The Day

Gaetano Pesce, influentia­l designer, 84

- By HARRISON SMITH

Gaetano Pesce, an impish, boundary-blurring artist and architect who flouted convention with a sensibilit­y that was at once playful and political, creating works that ranged from a voluptuous armchair meant to spark debate about sexism to a plant-clad office building that served as a vertical garden, died April 3 at a hospital in Manhattan. He was 84.

His death was confirmed by a representa­tive of his New York gallery, Salon 94, who said Mr. Pesce had a stroke several days earlier.

An Italian native who lived in New York for more than four decades, Mr. Pesce was a mad scientist of design, experiment­ing with viscous, flexible materials while creating work that could be witty, unnerving and downright revolution­ary.

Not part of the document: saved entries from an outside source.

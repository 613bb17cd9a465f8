//! Full-match helper for pattern-keyword families.

use regex::Regex;

/// Whether `keyword` fully matches the schema-declared `pattern`.
///
/// Schema patterns are unanchored (`PRSTEP(?P<n>[1-9])`); full-match
/// semantics are obtained by wrapping in `^(?:...)$`. A pattern that does
/// not compile matches nothing and is logged once per call site.
pub(crate) fn keyword_matches(pattern: &str, keyword: &str) -> bool {
    match Regex::new(&format!("^(?:{pattern})$")) {
        Ok(re) => re.is_match(keyword),
        Err(e) => {
            tracing::warn!(%pattern, error = %e, "invalid keyword pattern in schema");
            false
        }
    }
}

#[cfg(test)]
mod tests {
    use super::*;

    #[test]
    fn test_full_match_only() {
        assert!(keyword_matches("PRSTEP(?P<n>[1-9])", "PRSTEP1"));
        assert!(!keyword_matches("PRSTEP(?P<n>[1-9])", "PRSTEP10"));
        assert!(!keyword_matches("PRSTEP(?P<n>[1-9])", "XPRSTEP1"));
    }

    #[test]
    fn test_invalid_pattern_matches_nothing() {
        assert!(!keyword_matches("PRSTEP(", "PRSTEP1"));
    }
}
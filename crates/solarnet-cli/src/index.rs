//! # Index Subcommand
//!
//! Runs the documentation keyword indexer over a set of markdown files
//! and writes the annotated copies plus the CSV keyword summary.

use std::path::PathBuf;

use clap::Args;

use solarnet_docs::process_documentation_files;

use crate::schema_args::SchemaArgs;

/// Arguments for the index subcommand.
#[derive(Args, Debug)]
pub struct IndexArgs {
    /// Markdown files to index. A directory expands to its `.md` files.
    #[arg(required = true, value_name = "PATH")]
    pub sources: Vec<PathBuf>,

    /// Directory for the annotated documents and the CSV summary.
    #[arg(long, default_value = "generated", value_name = "DIR")]
    pub output_dir: PathBuf,

    #[command(flatten)]
    pub schema: SchemaArgs,
}

pub fn run(args: &IndexArgs) -> anyhow::Result<()> {
    let schema = args.schema.load()?;

    let mut files = Vec::new();
    for source in &args.sources {
        if source.is_dir() {
            for entry in std::fs::read_dir(source)? {
                let path = entry?.path();
                if path.extension().is_some_and(|ext| ext == "md") {
                    files.push(path);
                }
            }
        } else {
            files.push(source.clone());
        }
    }
    files.sort();

    process_documentation_files(&files, &args.output_dir, &schema)?;
    println!(
        "indexed {} document(s) into {}",
        files.len(),
        args.output_dir.display()
    );
    Ok(())
}
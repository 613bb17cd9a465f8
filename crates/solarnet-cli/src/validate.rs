//! # Validate Subcommand
//!
//! Validates every header of a FITS file and prints the findings.

use std::path::PathBuf;

use clap::Args;

use solarnet_validate::{validate_file, ValidationOptions};

use crate::schema_args::SchemaArgs;

/// Arguments for the validate subcommand.
#[derive(Args, Debug)]
pub struct ValidateArgs {
    /// FITS file to validate.
    pub file: PathBuf,

    /// Report cards with an empty keyword.
    #[arg(long)]
    pub warn_empty_keyword: bool,

    /// Report keywords with no comment.
    #[arg(long)]
    pub warn_no_comment: bool,

    /// Check values against their schema-declared data types.
    #[arg(long)]
    pub warn_data_type: bool,

    /// Report schema-optional keywords absent from the headers.
    #[arg(long)]
    pub warn_missing_optional: bool,

    #[command(flatten)]
    pub schema: SchemaArgs,
}

pub fn run(args: &ValidateArgs) -> anyhow::Result<()> {
    let schema = args.schema.load()?;
    let options = ValidationOptions {
        warn_empty_keyword: args.warn_empty_keyword,
        warn_no_comment: args.warn_no_comment,
        warn_data_type: args.warn_data_type,
        warn_missing_optional: args.warn_missing_optional,
    };

    let findings = validate_file(&args.file, &options, &schema)?;
    if findings.is_empty() {
        println!("{}: no validation findings", args.file.display());
        return Ok(());
    }
    for finding in &findings {
        println!("{finding}");
    }
    anyhow::bail!(
        "{}: {} validation finding(s)",
        args.file.display(),
        findings.len()
    );
}

#[cfg(test)]
mod tests {
    use super::*;
    use std::path::Path;

    use solarnet_core::{fits, Header};

    use crate::schema_args::SchemaArgs;

    fn layer_file(dir: &Path) -> PathBuf {
        let path = dir.join("layer.yaml");
        std::fs::write(
            &path,
            "attribute_key:\n  AUTHOR:\n    required: all\n    data_type: str\n",
        )
        .unwrap();
        path
    }

    fn args(file: PathBuf, layer: PathBuf) -> ValidateArgs {
        ValidateArgs {
            file,
            warn_empty_keyword: false,
            warn_no_comment: false,
            warn_data_type: false,
            warn_missing_optional: false,
            schema: SchemaArgs {
                layers: vec![layer],
                no_defaults: true,
            },
        }
    }

    #[test]
    fn test_run_succeeds_on_clean_file() {
        let dir = tempfile::tempdir().unwrap();
        let layer = layer_file(dir.path());
        let fits_path = dir.path().join("ok.fits");
        let mut header = Header::new();
        header.set("AUTHOR", "J. Doe", Some("Author"));
        fits::write_headers(&fits_path, &[header]).unwrap();

        assert!(run(&args(fits_path, layer)).is_ok());
    }

    #[test]
    fn test_run_fails_when_findings_exist() {
        let dir = tempfile::tempdir().unwrap();
        let layer = layer_file(dir.path());
        let fits_path = dir.path().join("bad.fits");
        let mut header = Header::new();
        header.set("TELESCOP", "SST", None);
        fits::write_headers(&fits_path, &[header]).unwrap();

        let err = run(&args(fits_path, layer)).unwrap_err();
        assert!(err.to_string().contains("1 validation finding(s)"));
    }
}
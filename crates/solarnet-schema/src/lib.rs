//! # solarnet-schema — Layered SOLARNET Keyword Schema
//!
//! Loads and resolves the SOLARNET keyword schema: the packaged default
//! document plus caller-supplied override layers, deep-merged in
//! latest-priority order. The resolved [`SolarnetSchema`] exposes keyword
//! metadata lookup, default-value materialization, requirement-level
//! queries, and attribute templates; it is consumed read-only by every
//! validator.
//!
//! The default schema is an explicit build-time asset
//! (`data/SOLARNET_attr_schema.yaml`, embedded via `include_str!`), never
//! ambient global state.

pub mod merge;
pub mod model;

pub use merge::merge_layer;
pub use model::{
    load_yaml_file, parse_yaml, AttributeSpec, ConditionalRequirement, SolarnetSchema,
    DEFAULT_ATTR_SCHEMA, INSTRUMENT_TYPE_KEY, OBSERVATORY_TYPE_KEY,
};
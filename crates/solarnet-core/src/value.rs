//! # Card Value Rendering
//!
//! Helpers for presenting `serde_json::Value` card values in finding
//! messages and in simulated FITS cards.

use serde_json::Value;

/// Render a value for use in a finding message (no quoting).
pub fn display_value(value: &Value) -> String {
    match value {
        Value::Null => "null".to_string(),
        Value::Bool(b) => b.to_string(),
        Value::Number(n) => n.to_string(),
        Value::String(s) => s.clone(),
        other => other.to_string(),
    }
}

/// Render a value as it would appear in the value field of a FITS card.
///
/// Logical values use the FITS `T`/`F` spelling; a null value renders as
/// the empty string. Array and object values cannot be represented on a
/// card and are rejected with a reason suitable for embedding in a finding.
pub fn render_card_value(value: &Value) -> Result<String, String> {
    match value {
        Value::Null => Ok(String::new()),
        Value::Bool(true) => Ok("T".to_string()),
        Value::Bool(false) => Ok("F".to_string()),
        Value::Number(n) => Ok(n.to_string()),
        Value::String(s) => Ok(s.clone()),
        Value::Array(_) => Err("array value cannot be rendered on a FITS card".to_string()),
        Value::Object(_) => Err("object value cannot be rendered on a FITS card".to_string()),
    }
}

/// The JSON type name of a value, for type-mismatch findings.
pub fn json_type_name(value: &Value) -> &'static str {
    match value {
        Value::Null => "null",
        Value::Bool(_) => "bool",
        Value::Number(_) => "number",
        Value::String(_) => "string",
        Value::Array(_) => "array",
        Value::Object(_) => "object",
    }
}

#[cfg(test)]
mod tests {
    use super::*;
    use serde_json::json;

    #[test]
    fn test_display_value_scalars() {
        assert_eq!(display_value(&json!(2)), "2");
        assert_eq!(display_value(&json!("D")), "D");
        assert_eq!(display_value(&json!(true)), "true");
        assert_eq!(display_value(&Value::Null), "null");
    }

    #[test]
    fn test_render_card_value_logical() {
        assert_eq!(render_card_value(&json!(true)).unwrap(), "T");
        assert_eq!(render_card_value(&json!(false)).unwrap(), "F");
    }

    #[test]
    fn test_render_card_value_rejects_containers() {
        assert!(render_card_value(&json!([1, 2])).is_err());
        assert!(render_card_value(&json!({"a": 1})).is_err());
    }

    #[test]
    fn test_json_type_name() {
        assert_eq!(json_type_name(&json!(123)), "number");
        assert_eq!(json_type_name(&json!([])), "array");
    }
}
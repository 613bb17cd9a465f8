//! # Card Validation
//!
//! Structural checks on one keyword/value/comment triple in isolation:
//! keyword syntax, value renderability, comment type, the combined
//! 80-character card limit, and enumerated valid-value membership.
//!
//! `COMMENT` and `HISTORY` cards are free-text narrative and exempt from
//! the value/comment/length checks.

use serde_json::Value;

use solarnet_core::{display_value, json_type_name, render_card_value};
use solarnet_schema::SolarnetSchema;

/// FITS keyword syntax: 1-8 characters from A-Z, 0-9, `-`, `_`.
const KEYWORD_PATTERN: &str = "[A-Z0-9_-]{1,8}";

/// Rendered cards must fit in one fixed-width record.
const MAX_CARD_LENGTH: usize = 80;

/// Validate one card. All checks accumulate; a single call may return
/// zero, one, or several findings.
pub fn validate_keyword_value_comment(
    keyword: &str,
    value: &Value,
    comment: &Value,
    warn_empty_keyword: bool,
    warn_no_comment: bool,
    schema: &SolarnetSchema,
) -> Vec<String> {
    let mut findings = Vec::new();

    // Keyword emptiness and syntax. An empty keyword is only reported
    // when asked for; syntax is not re-checked on an empty keyword.
    if keyword.trim().is_empty() {
        if warn_empty_keyword {
            findings.push(invalid_keyword(keyword));
        }
    } else if !keyword_syntax_ok(keyword) {
        findings.push(invalid_keyword(keyword));
    }

    if warn_no_comment && comment_is_blank(comment) {
        findings.push(format!("Keyword '{keyword}' has no comment."));
    }

    if keyword != "COMMENT" && keyword != "HISTORY" {
        let value_str = match render_card_value(value) {
            Ok(s) => Some(s),
            Err(reason) => {
                findings.push(format!(
                    "Value for '{keyword}' cannot be cast to a string: {reason}"
                ));
                None
            }
        };

        if !comment.is_null() && !comment.is_string() {
            findings.push(format!(
                "Comment for '{keyword}' must be a string (got {}).",
                json_type_name(comment)
            ));
        } else if let Some(value_str) = value_str {
            // Simulate the rendered card:
            //   columns 1-8:   keyword, space-padded
            //   columns 9-10:  "= "
            //   columns 11-80: value / comment
            let comment_str = comment.as_str().unwrap_or("");
            let card_str = format!("{keyword:<8}= {value_str} / {comment_str}");
            let length = card_str.chars().count();
            if length > MAX_CARD_LENGTH {
                findings.push(format!(
                    "FITS card for '{keyword}' exceeds 80 characters (length: {length})."
                ));
            }
        }
    }

    if let Some(valid_values) = schema
        .attribute(keyword)
        .and_then(|spec| spec.valid_values.as_ref())
    {
        if !valid_values.iter().any(|v| values_match(v, value)) {
            findings.push(format!(
                "Value '{}' for keyword '{keyword}' is not in the list of valid values: {}.",
                display_value(value),
                format_valid_values(valid_values)
            ));
        }
    }

    findings
}

fn invalid_keyword(keyword: &str) -> String {
    format!(
        "Invalid keyword '{keyword}': Must be 1-8 characters, containing only A-Z, 0-9, -, _."
    )
}

fn keyword_syntax_ok(keyword: &str) -> bool {
    crate::pattern::keyword_matches(KEYWORD_PATTERN, keyword)
}

fn comment_is_blank(comment: &Value) -> bool {
    match comment {
        Value::Null => true,
        Value::String(s) => s.trim().is_empty(),
        _ => false,
    }
}

/// Valid-value membership. Numbers compare numerically, so an integral
/// float card value matches an integer entry in the schema's list.
fn values_match(candidate: &Value, value: &Value) -> bool {
    match (candidate, value) {
        (Value::Number(a), Value::Number(b)) => match (a.as_f64(), b.as_f64()) {
            (Some(a), Some(b)) => a == b,
            _ => candidate == value,
        },
        _ => candidate == value,
    }
}

fn format_valid_values(values: &[Value]) -> String {
    let rendered: Vec<String> = values.iter().map(|v| v.to_string()).collect();
    format!("[{}]", rendered.join(", "))
}

#[cfg(test)]
mod tests {
    use super::*;
    use serde_json::json;
    use solarnet_schema::SolarnetSchema;

    fn mock_schema() -> SolarnetSchema {
        let doc = json!({
            "attribute_key": {
                "NAXIS": {"required": "obs", "data_type": "int"},
                "COMMENT": {"required": "optional"},
                "AUTHOR": {"required": "all", "data_type": "str"},
                "VALIDKEY": {
                    "required": "optional",
                    "data_type": "str",
                    "valid_values": ["A", "B", "C"],
                },
                "SOLARNET": {
                    "required": "obs",
                    "data_type": "float",
                    "valid_values": [0.5, 1],
                },
            },
            "conditional_requirements": [],
        });
        SolarnetSchema::from_documents(false, vec![doc]).unwrap()
    }

    fn validate(keyword: &str, value: Value, comment: Value) -> Vec<String> {
        validate_keyword_value_comment(keyword, &value, &comment, true, true, &mock_schema())
    }

    #[test]
    fn test_well_formed_card_is_clean() {
        assert_eq!(
            validate("NAXIS", json!("3"), json!("Number of axes")),
            Vec::<String>::new()
        );
    }

    #[test]
    fn test_keyword_too_long() {
        assert_eq!(
            validate("TOOLONGKEYWORD", json!("value"), json!("comment")),
            vec![
                "Invalid keyword 'TOOLONGKEYWORD': Must be 1-8 characters, containing only A-Z, 0-9, -, _."
            ]
        );
    }

    #[test]
    fn test_keyword_lowercase() {
        assert_eq!(
            validate("lower_case", json!("value"), json!("comment")),
            vec![
                "Invalid keyword 'lower_case': Must be 1-8 characters, containing only A-Z, 0-9, -, _."
            ]
        );
    }

    #[test]
    fn test_empty_keyword_reported_when_asked() {
        assert_eq!(
            validate("", json!("value"), json!("comment")),
            vec!["Invalid keyword '': Must be 1-8 characters, containing only A-Z, 0-9, -, _."]
        );
    }

    #[test]
    fn test_empty_keyword_tolerated_when_flag_off() {
        let findings = validate_keyword_value_comment(
            "",
            &json!("value"),
            &json!("comment"),
            false,
            false,
            &mock_schema(),
        );
        assert_eq!(findings, Vec::<String>::new());
    }

    #[test]
    fn test_comment_and_history_cards_exempt() {
        assert_eq!(
            validate("COMMENT", json!(""), json!("This is a comment")),
            Vec::<String>::new()
        );
        assert_eq!(
            validate("HISTORY", Value::Null, json!("History entry")),
            Vec::<String>::new()
        );
    }

    #[test]
    fn test_integer_value_renders() {
        assert_eq!(
            validate("SOMEKEY", json!(123), json!("comment")),
            Vec::<String>::new()
        );
    }

    #[test]
    fn test_card_exceeding_80_characters() {
        assert_eq!(
            validate("SOMEKEY", json!("a".repeat(30)), json!("b".repeat(38))),
            vec!["FITS card for 'SOMEKEY' exceeds 80 characters (length: 81)."]
        );
    }

    #[test]
    fn test_card_of_exactly_80_characters_is_clean() {
        assert_eq!(
            validate("SOMEKEY", json!("a".repeat(30)), json!("b".repeat(37))),
            Vec::<String>::new()
        );
    }

    #[test]
    fn test_unrenderable_value() {
        assert_eq!(
            validate("SOMEKEY", json!([1, 2]), json!("comment")),
            vec![
                "Value for 'SOMEKEY' cannot be cast to a string: array value cannot be rendered on a FITS card"
            ]
        );
    }

    #[test]
    fn test_non_string_comment() {
        assert_eq!(
            validate("SOMEKEY", json!("value"), json!(123)),
            vec!["Comment for 'SOMEKEY' must be a string (got number)."]
        );
    }

    #[test]
    fn test_null_comment_warns_when_asked() {
        assert_eq!(
            validate("SOMEKEY", json!("val"), Value::Null),
            vec!["Keyword 'SOMEKEY' has no comment."]
        );
    }

    #[test]
    fn test_value_outside_valid_values() {
        assert_eq!(
            validate("VALIDKEY", json!("D"), json!("comment")),
            vec![
                "Value 'D' for keyword 'VALIDKEY' is not in the list of valid values: [\"A\", \"B\", \"C\"]."
            ]
        );
    }

    #[test]
    fn test_numeric_valid_values_compare_numerically() {
        // 1.0 on the card matches the integer 1 in the schema's list.
        assert_eq!(
            validate("SOLARNET", json!(1.0), json!("SOLARNET compliance")),
            Vec::<String>::new()
        );
        assert_eq!(
            validate("SOLARNET", json!(0.5), json!("SOLARNET compliance")),
            Vec::<String>::new()
        );
        assert_eq!(
            validate("SOLARNET", json!(0.75), json!("SOLARNET compliance")),
            vec![
                "Value '0.75' for keyword 'SOLARNET' is not in the list of valid values: [0.5, 1]."
            ]
        );
    }

    #[test]
    fn test_findings_accumulate() {
        // Bad keyword and missing comment in one call.
        let findings = validate("bad key!!", json!("v"), Value::Null);
        assert_eq!(findings.len(), 2);
    }
}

Scorning the clean lines and hard edges of 20th-century modernism, he embraced curvilinea­r forms, highly saturated colors and a handcrafte­d aesthetic that made room for variation and imperfecti­on. He placed his stamp on plates, tables, lamps and couches, as well as a private home in Brazil and a corporate headquarte­rs in Manhattan, where he helped pioneer the open-office concept.

“I always work in a multidisci­plinary way, because I believe that art and expression have no barriers,” he told the New York Times’ T Magazine in 2022. “One day, you have an idea for a poem; the next, you have an idea for a song. The best artists are also physicians, mathematic­ians and musicians. That’s how I like to work.”

Mr. Pesce was perhaps best known for his bulbous “Up” chair, also known as “La Mamma,” a vacuum-packed creation that he developed in the late 1960s. Taken out of vinyl packaging that kept it flat as a pancake, the polyuretha­ne armchair would slowly rise from the floor, like one of today’s mail-order mattresses, before assuming its full shape, which resembled a buxom female figure.

The design was inspired by statutes of ancient fertility goddesses, according to Mr. Pesce.

“It’s an image of a prisoner,” he told Architectu­ral Digest in 2017, nearly five decades after creating the seat. “Women suffer because of the prejudice of men. The chair was supposed to talk about this problem.”